EquiContact introduces a hierarchical framework that achieves spatial generalization for contact‑rich manipulation by enforcing SE(3) equivariance from perception to force control. The system consists of two main components: a high‑level vision planner called Diffusion Equivariant Descriptor Field (Diff‑EDF) and a low‑level compliant visuomotor policy named Geometric Compliant Action Chunking Transformer (G‑CompACT). Diff‑EDF processes point‑cloud data from external cameras and predicts a reference frame for the target object (e.g., a hole) in the world coordinate system. This reference frame is then used to anchor the low‑level policy, which operates solely on local observations: a geometrically consistent error vector (GCEV) that encodes the pose error between the current end‑effector and the reference frame, force‑torque sensor readings expressed in the end‑effector frame, and RGB images from wrist‑mounted cameras.

G‑CompACT extends the Action Chunking Transformer (ACT) architecture. Visual features are extracted with a CLIP‑ResNet50 backbone, modulated by task‑description text via FiLM layers, and combined with the GCEV and force‑torque inputs in a transformer decoder. The decoder outputs a relative pose command (g_rel) and admittance gains (K_p, K_R). These are fed to a Geometric Admittance Controller (GAC) that generates compliant motion commands directly in the end‑effector frame. Because both the observation (GCEV, forces, images) and the action (relative pose, admittance gains) are defined in the same local frame, the entire pipeline is left‑invariant: applying any SE(3) transformation to the world results in an equivalent transformation of the internal representations, preserving behavior without retraining.

The authors formalize three design principles that guarantee spatial generalization: (1) left‑invariant compliant control, (2) a localized policy that only depends on end‑effector‑centric data, and (3) induced equivariance through the high‑level planner’s reference frame. They provide mathematical proofs that these conditions are sufficient for SE(3) vision‑to‑force equivariance, even though the neural networks themselves are not explicitly equivariant.

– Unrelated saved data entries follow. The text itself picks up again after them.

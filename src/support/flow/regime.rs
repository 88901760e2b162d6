use std::fmt;

use uom::si::ratio::ratio;

use super::Reynolds;

/// Flow regime of a stream, classified by Reynolds number.
#[derive(Debug, Clone, Copy, PartialEq, Eq)]
#[cfg_attr(feature = "serde", derive(serde::Serialize, serde::Deserialize))]
pub enum FlowRegime {
    Laminar,
    Transitional,
    Turbulent,
}

impl fmt::Display for FlowRegime {
    fn fmt(&self, f: &mut fmt::Formatter<'_>) -> fmt::Result {
        match self {
            Self::Laminar => write!(f, "Laminar"),
            Self::Transitional => write!(f, "Transitional"),
            Self::Turbulent => write!(f, "Turbulent"),
        }
    }
}

/// Critical Reynolds numbers used for regime classification.
///
/// These are configuration data rather than hard-coded literals so a caller
/// can override them (for instance, to model an artificially tripped
/// boundary layer). The defaults are the conventional internal-pipe values.
#[derive(Debug, Clone, Copy, PartialEq)]
#[cfg_attr(feature = "serde", derive(serde::Serialize, serde::Deserialize))]
pub struct ReynoldsThresholds {
    /// Below this value the flow is laminar (internal pipe flow).
    pub internal_critical: f64,
    /// At or above this value the flow is fully turbulent.
    pub transition_end: f64,
    /// Critical value for external flow over a surface. Carried through to
    /// results for reporting; it does not affect internal-pipe
    /// classification.
    pub external_critical: f64,
}

impl Default for ReynoldsThresholds {
    fn default() -> Self {
        Self {
            internal_critical: 2000.0,
            transition_end: 4000.0,
            external_critical: 5e5,
        }
    }
}

impl ReynoldsThresholds {
    /// Classify a Reynolds number into a [`FlowRegime`].
    #[must_use]
    pub fn classify(&self, reynolds: Reynolds) -> FlowRegime {
        let re = reynolds.get::<ratio>();
        if re < self.internal_critical {
            FlowRegime::Laminar
        } else if re < self.transition_end {
            FlowRegime::Transitional
        } else {
            FlowRegime::Turbulent
        }
    }
}
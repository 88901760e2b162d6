//! Effectiveness-NTU toolkit.
//!
//! The effectiveness-NTU method relates heat exchanger performance to its
//! dimensionless thermal size (NTU = UA / `C_min`) and the capacity ratio of
//! the two streams.
//!
//! This toolkit provides:
//!
//! - **Core types**: [`CapacitanceRate`], [`CapacityRatio`], [`Ntu`],
//!   [`Effectiveness`]
//! - **Flow arrangements**: [`CounterFlow`], [`ParallelFlow`],
//!   [`ShellAndTube`], [`CrossFlowUnmixed`], [`CrossFlowCmaxMixed`],
//!   [`CrossFlowCminMixed`]
//! - **The configuration selector**: [`FlowConfiguration`], a closed
//!   six-way enum with strict string parsing and no implicit default
//!
//! # Example
//!
//! ```
//! use radiator_hx::support::constraint::ConstraintResult;
//! use radiator_hx::support::hx::{
//!     CapacitanceRate, CapacityRatio, EffectivenessRelation, FlowConfiguration, Ntu,
//! };
//! use uom::si::thermal_conductance::watt_per_kelvin;
//!
//! fn main() -> ConstraintResult<()> {
//!     let rates = (
//!         CapacitanceRate::new::<watt_per_kelvin>(2090.0)?,
//!         CapacitanceRate::new::<watt_per_kelvin>(4180.0)?,
//!     );
//!     let cr = CapacityRatio::from_capacitance_rates(rates.0, rates.1);
//!
//!     let _effectiveness = FlowConfiguration::CounterFlow.effectiveness(Ntu::new(1.5)?, cr);
//!     Ok(())
//! }
//! ```

pub mod arrangement;
mod capacitance_rate;
mod capacity_ratio;
mod configuration;
mod effectiveness_ntu;

pub use arrangement::{
    CounterFlow, CrossFlowCmaxMixed, CrossFlowCminMixed, CrossFlowUnmixed, ParallelFlow,
    ShellAndTube,
};
pub use capacitance_rate::CapacitanceRate;
pub use capacity_ratio::CapacityRatio;
pub use configuration::{FlowConfiguration, ParseFlowConfigurationError};
pub use effectiveness_ntu::{Effectiveness, EffectivenessRelation, Ntu};
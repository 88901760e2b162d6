use thiserror::Error;

use crate::support::constraint::ConstraintError;

use super::Side;

/// Errors returned by the calculation engine.
///
/// The engine reports the first violated precondition and produces no
/// partial results. Input domain errors ([`InvalidInput`]) are kept distinct
/// from physical-consistency errors
/// ([`NonPhysicalMeanTemperature`], [`NoDrivingTemperatureDifference`]):
/// the former mean a formula is arithmetically undefined, the latter mean
/// the numbers are well-formed but model the exchanger incorrectly.
///
/// [`InvalidInput`]: EngineError::InvalidInput
/// [`NonPhysicalMeanTemperature`]: EngineError::NonPhysicalMeanTemperature
/// [`NoDrivingTemperatureDifference`]: EngineError::NoDrivingTemperatureDifference
#[derive(Debug, Clone, PartialEq, Error)]
pub enum EngineError {
    /// An input quantity makes at least one formula undefined.
    #[error("invalid input {field}: {source}")]
    InvalidInput {
        /// Path of the offending input field.
        field: &'static str,
        source: ConstraintError,
    },

    /// A stream's mean temperature is at or below absolute zero, so the
    /// thermal expansion coefficient `β = 1/T` is undefined.
    #[error("mean temperature of the {side} stream is at or below absolute zero")]
    NonPhysicalMeanTemperature { side: Side },

    /// The inlet temperatures admit no positive hot-to-cold heat transfer;
    /// the exchanger is modeled backwards.
    #[error(
        "no driving temperature difference: hot inlet {hot_inlet_kelvin} K \
         is not above cold inlet {cold_inlet_kelvin} K"
    )]
    NoDrivingTemperatureDifference {
        hot_inlet_kelvin: f64,
        cold_inlet_kelvin: f64,
    },
}
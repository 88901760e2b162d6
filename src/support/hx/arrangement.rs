//! Flow arrangements supported by the effectiveness-NTU toolkit.

mod counter_flow;
mod cross_flow;
mod parallel_flow;
mod shell_and_tube;

pub use counter_flow::CounterFlow;
pub use cross_flow::{CrossFlowCmaxMixed, CrossFlowCminMixed, CrossFlowUnmixed};
pub use parallel_flow::ParallelFlow;
pub use shell_and_tube::ShellAndTube;
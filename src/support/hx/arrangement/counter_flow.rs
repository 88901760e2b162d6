//! Counter-flow effectiveness-NTU relationship.

use crate::support::hx::{
    CapacityRatio, Effectiveness, Ntu,
    effectiveness_ntu::{EffectivenessRelation, effectiveness_via},
};

/// Counter-flow heat exchanger arrangement.
#[derive(Debug, Clone, Copy, Default)]
pub struct CounterFlow;

impl EffectivenessRelation for CounterFlow {
    fn effectiveness(&self, ntu: Ntu, capacity_ratio: CapacityRatio) -> Effectiveness {
        effectiveness_via(ntu, capacity_ratio, |ntu, cr| {
            if cr < 1. {
                (1. - (-ntu * (1. - cr)).exp()) / (1. - cr * (-ntu * (1. - cr)).exp())
            } else {
                // cr == 1
                ntu / (1. + ntu)
            }
        })
    }
}

#[cfg(test)]
mod tests {
    use crate::support::constraint::ConstraintResult;
    use approx::assert_relative_eq;
    use uom::si::ratio::ratio;

    use super::*;

    #[test]
    fn known_values() -> ConstraintResult<()> {
        let eff = CounterFlow.effectiveness(Ntu::new(1.0)?, CapacityRatio::new(0.5)?);
        assert_relative_eq!(eff.get::<ratio>(), 0.564733401606, max_relative = 1e-9);

        let eff = CounterFlow.effectiveness(Ntu::new(5.0)?, CapacityRatio::new(0.25)?);
        assert_relative_eq!(eff.get::<ratio>(), 0.982257373966, max_relative = 1e-9);
        Ok(())
    }

    #[test]
    fn balanced_streams_use_the_limit_form() -> ConstraintResult<()> {
        for ntu in [0.5, 1., 2., 5.] {
            let eff = CounterFlow.effectiveness(Ntu::new(ntu)?, CapacityRatio::new(1.0)?);
            assert_relative_eq!(eff.get::<ratio>(), ntu / (1. + ntu), max_relative = 1e-12);
        }
        Ok(())
    }

    #[test]
    fn general_form_approaches_the_limit_form() -> ConstraintResult<()> {
        for ntu in [0.5, 1., 2., 5.] {
            let near = CounterFlow.effectiveness(Ntu::new(ntu)?, CapacityRatio::new(1. - 1e-9)?);
            assert_relative_eq!(near.get::<ratio>(), ntu / (1. + ntu), max_relative = 1e-6);
        }
        Ok(())
    }

    #[test]
    fn degenerate_capacity_ratio() -> ConstraintResult<()> {
        for ntu in [0.1, 1., 5.] {
            let eff = CounterFlow.effectiveness(Ntu::new(ntu)?, CapacityRatio::new(0.0)?);
            assert_relative_eq!(eff.get::<ratio>(), 1. - (-ntu).exp(), max_relative = 1e-12);
        }
        Ok(())
    }
}
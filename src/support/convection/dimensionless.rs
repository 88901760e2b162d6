use crate::support::constraint::{ConstraintResult, StrictlyPositive};
use uom::si::{
    f64::{
        Acceleration, DynamicViscosity, Length, MassDensity, Ratio, SpecificHeatCapacity,
        TemperatureCoefficient, TemperatureInterval, ThermalConductivity,
        ThermodynamicTemperature,
    },
    temperature_coefficient::per_kelvin,
    thermodynamic_temperature::kelvin,
};

/// Prandtl number, `Pr = μ·Cp/λ`.
///
/// The thermal conductivity must be non-zero; callers validate their
/// property set before reaching the formulas.
#[must_use]
pub fn prandtl(
    viscosity: DynamicViscosity,
    specific_heat: SpecificHeatCapacity,
    thermal_conductivity: ThermalConductivity,
) -> Ratio {
    viscosity * specific_heat / thermal_conductivity
}

/// Volumetric thermal expansion coefficient of an ideal fluid, `β = 1/T`.
///
/// The temperature is interpreted on the absolute (kelvin) scale, which the
/// [`ThermodynamicTemperature`] type guarantees regardless of the unit the
/// caller constructed it in.
///
/// # Errors
///
/// Returns `Err` if the temperature is at or below absolute zero.
pub fn thermal_expansion(
    temperature: ThermodynamicTemperature,
) -> ConstraintResult<TemperatureCoefficient> {
    let kelvin_value = StrictlyPositive::new(temperature.get::<kelvin>())?;
    Ok(TemperatureCoefficient::new::<per_kelvin>(
        kelvin_value.into_inner().recip(),
    ))
}

/// Grashof number for natural convection along a surface of length `L`,
/// `Gr = β·g·|ΔT|·ρ²·L³/μ²`.
///
/// `delta_t` is the wall-to-fluid temperature difference; its sign is
/// discarded. A zero difference gives `Gr = 0`, which is a valid state (no
/// buoyant driving force), not an error.
#[must_use]
pub fn grashof(
    beta: TemperatureCoefficient,
    gravity: Acceleration,
    delta_t: TemperatureInterval,
    density: MassDensity,
    length: Length,
    viscosity: DynamicViscosity,
) -> Ratio {
    beta * gravity * delta_t.abs() * density * density * length * length * length
        / (viscosity * viscosity)
}

/// Rayleigh number, `Ra = Gr·Pr`.
#[must_use]
pub fn rayleigh(grashof: Ratio, prandtl: Ratio) -> Ratio {
    grashof * prandtl
}

#[cfg(test)]
mod tests {
    use approx::assert_relative_eq;
    use uom::si::{
        acceleration::meter_per_second_squared, dynamic_viscosity::pascal_second, length::meter,
        mass_density::kilogram_per_cubic_meter, ratio::ratio,
        specific_heat_capacity::joule_per_kilogram_kelvin,
        temperature_interval::kelvin as delta_kelvin, thermal_conductivity::watt_per_meter_kelvin,
        thermodynamic_temperature::degree_celsius,
    };

    use crate::support::constraint::ConstraintError;

    use super::*;

    #[test]
    fn water_like_prandtl() {
        let pr = prandtl(
            DynamicViscosity::new::<pascal_second>(0.001),
            SpecificHeatCapacity::new::<joule_per_kilogram_kelvin>(4180.0),
            ThermalConductivity::new::<watt_per_meter_kelvin>(0.6),
        );

        assert_relative_eq!(pr.get::<ratio>(), 0.001 * 4180.0 / 0.6);
    }

    #[test]
    fn expansion_uses_the_absolute_scale() -> ConstraintResult<()> {
        let beta = thermal_expansion(ThermodynamicTemperature::new::<degree_celsius>(26.85))?;
        assert_relative_eq!(beta.get::<per_kelvin>(), 1.0 / 300.0, max_relative = 1e-12);
        Ok(())
    }

    #[test]
    fn expansion_rejects_non_physical_temperature() {
        let result = thermal_expansion(ThermodynamicTemperature::new::<degree_celsius>(-273.15));
        assert!(matches!(result, Err(ConstraintError::Zero)));
    }

    #[test]
    fn grashof_with_known_values() -> ConstraintResult<()> {
        let beta = thermal_expansion(ThermodynamicTemperature::new::<degree_celsius>(26.85))?;
        let gr = grashof(
            beta,
            Acceleration::new::<meter_per_second_squared>(9.81),
            TemperatureInterval::new::<delta_kelvin>(15.0),
            MassDensity::new::<kilogram_per_cubic_meter>(1000.0),
            Length::new::<meter>(1.0),
            DynamicViscosity::new::<pascal_second>(0.001),
        );

        // (1/300) * 9.81 * 15 * 1000^2 * 1^3 / 0.001^2
        assert_relative_eq!(gr.get::<ratio>(), 4.905e11, max_relative = 1e-9);
        Ok(())
    }

    #[test]
    fn zero_wall_difference_means_zero_grashof() -> ConstraintResult<()> {
        let beta = thermal_expansion(ThermodynamicTemperature::new::<degree_celsius>(50.0))?;
        let gr = grashof(
            beta,
            Acceleration::new::<meter_per_second_squared>(9.81),
            TemperatureInterval::new::<delta_kelvin>(0.0),
            MassDensity::new::<kilogram_per_cubic_meter>(1000.0),
            Length::new::<meter>(1.0),
            DynamicViscosity::new::<pascal_second>(0.001),
        );

        assert_relative_eq!(gr.get::<ratio>(), 0.0);
        assert_relative_eq!(
            rayleigh(gr, Ratio::new::<ratio>(7.0)).get::<ratio>(),
            0.0
        );
        Ok(())
    }
}
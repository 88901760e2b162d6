use uom::si::{
    f64::{Length, MassDensity, Pressure, Ratio, Velocity},
    ratio::ratio,
};

use super::{FlowRegime, Reynolds};

/// Darcy friction factor for flow in a circular duct.
///
/// Laminar flow uses `f = 64/Re`; transitional and turbulent flow use the
/// Blasius correlation `f = 0.079/Re^0.25`.
#[must_use]
pub fn friction_factor(reynolds: Reynolds, regime: FlowRegime) -> Ratio {
    let re = reynolds.get::<ratio>();
    let f = match regime {
        FlowRegime::Laminar => 64.0 / re,
        FlowRegime::Transitional | FlowRegime::Turbulent => 0.079 / re.powf(0.25),
    };
    Ratio::new::<ratio>(f)
}

/// Darcy-Weisbach pressure drop along a tube, `ΔP = f·L·ρ·V²/(2·D)`.
#[must_use]
pub fn pressure_drop(
    friction_factor: Ratio,
    length: Length,
    diameter: Length,
    density: MassDensity,
    velocity: Velocity,
) -> Pressure {
    friction_factor * length * density * velocity * velocity / (2.0 * diameter)
}

#[cfg(test)]
mod tests {
    use approx::assert_relative_eq;
    use uom::si::{
        length::meter, mass_density::kilogram_per_cubic_meter, pressure::pascal,
        velocity::meter_per_second,
    };

    use crate::support::constraint::ConstraintResult;

    use super::*;

    #[test]
    fn laminar_friction_factor() -> ConstraintResult<()> {
        let f = friction_factor(Reynolds::new(1600.0)?, FlowRegime::Laminar);
        assert_relative_eq!(f.get::<ratio>(), 0.04, max_relative = 1e-12);
        Ok(())
    }

    #[test]
    fn blasius_friction_factor() -> ConstraintResult<()> {
        let f = friction_factor(Reynolds::new(10_000.0)?, FlowRegime::Turbulent);
        assert_relative_eq!(f.get::<ratio>(), 0.0079, max_relative = 1e-12);
        Ok(())
    }

    #[test]
    fn darcy_weisbach_pressure_drop() -> ConstraintResult<()> {
        let f = friction_factor(Reynolds::new(1600.0)?, FlowRegime::Laminar);
        let dp = pressure_drop(
            f,
            Length::new::<meter>(1.0),
            Length::new::<meter>(0.02),
            MassDensity::new::<kilogram_per_cubic_meter>(1000.0),
            Velocity::new::<meter_per_second>(0.5),
        );

        // 0.04 * 1.0 * 1000 * 0.25 / (2 * 0.02)
        assert_relative_eq!(dp.get::<pascal>(), 250.0, max_relative = 1e-12);
        Ok(())
    }
}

Experiments were conducted on three contact‑rich tasks: peg‑in‑hole (PiH), screw insertion, and surface wiping. For PiH, which requires sub‑millimeter accuracy, Diff‑EDF alone could not achieve the needed precision, but G‑CompACT’s real‑time visual feedback and force‑based compliance corrected residual errors, yielding near‑perfect success (>98 %). The policies were trained on only 20–30 demonstrations collected in a fixed configuration, yet they generalized to unseen configurations involving arbitrary translations and rotations (including 90°, 135°, and 45° transformations) with only minor performance loss. Similar success rates (≈95 % for screwing, ≈93 % for wiping) were observed when the same framework was applied without any task‑specific redesign.

Key advantages highlighted include sample efficiency (few demonstrations suffice), real‑time feasibility (the equivariant structure avoids costly group‑convolution operations), and extensibility to other contact‑rich tasks. Limitations involve dependence on the accuracy of the high‑level planner’s reference pose; large errors there increase the burden on the low‑level controller. Additionally, the current implementation assumes reliable wrist‑camera visibility and does not handle large occlusions or rapid changes in object pose during execution.

Future work is suggested to incorporate multi‑camera fusion, dynamic object tracking, and to test the approach on more complex manipulators and multi‑step assembly pipelines. In summary, EquiContact demonstrates that enforcing SE(3) equivariance through structured perception‑to‑control pipelines enables robust, data‑efficient, and spatially generalizable policies for precise contact‑rich manipulation, offering a practical alternative to large‑scale imitation‑learning approaches.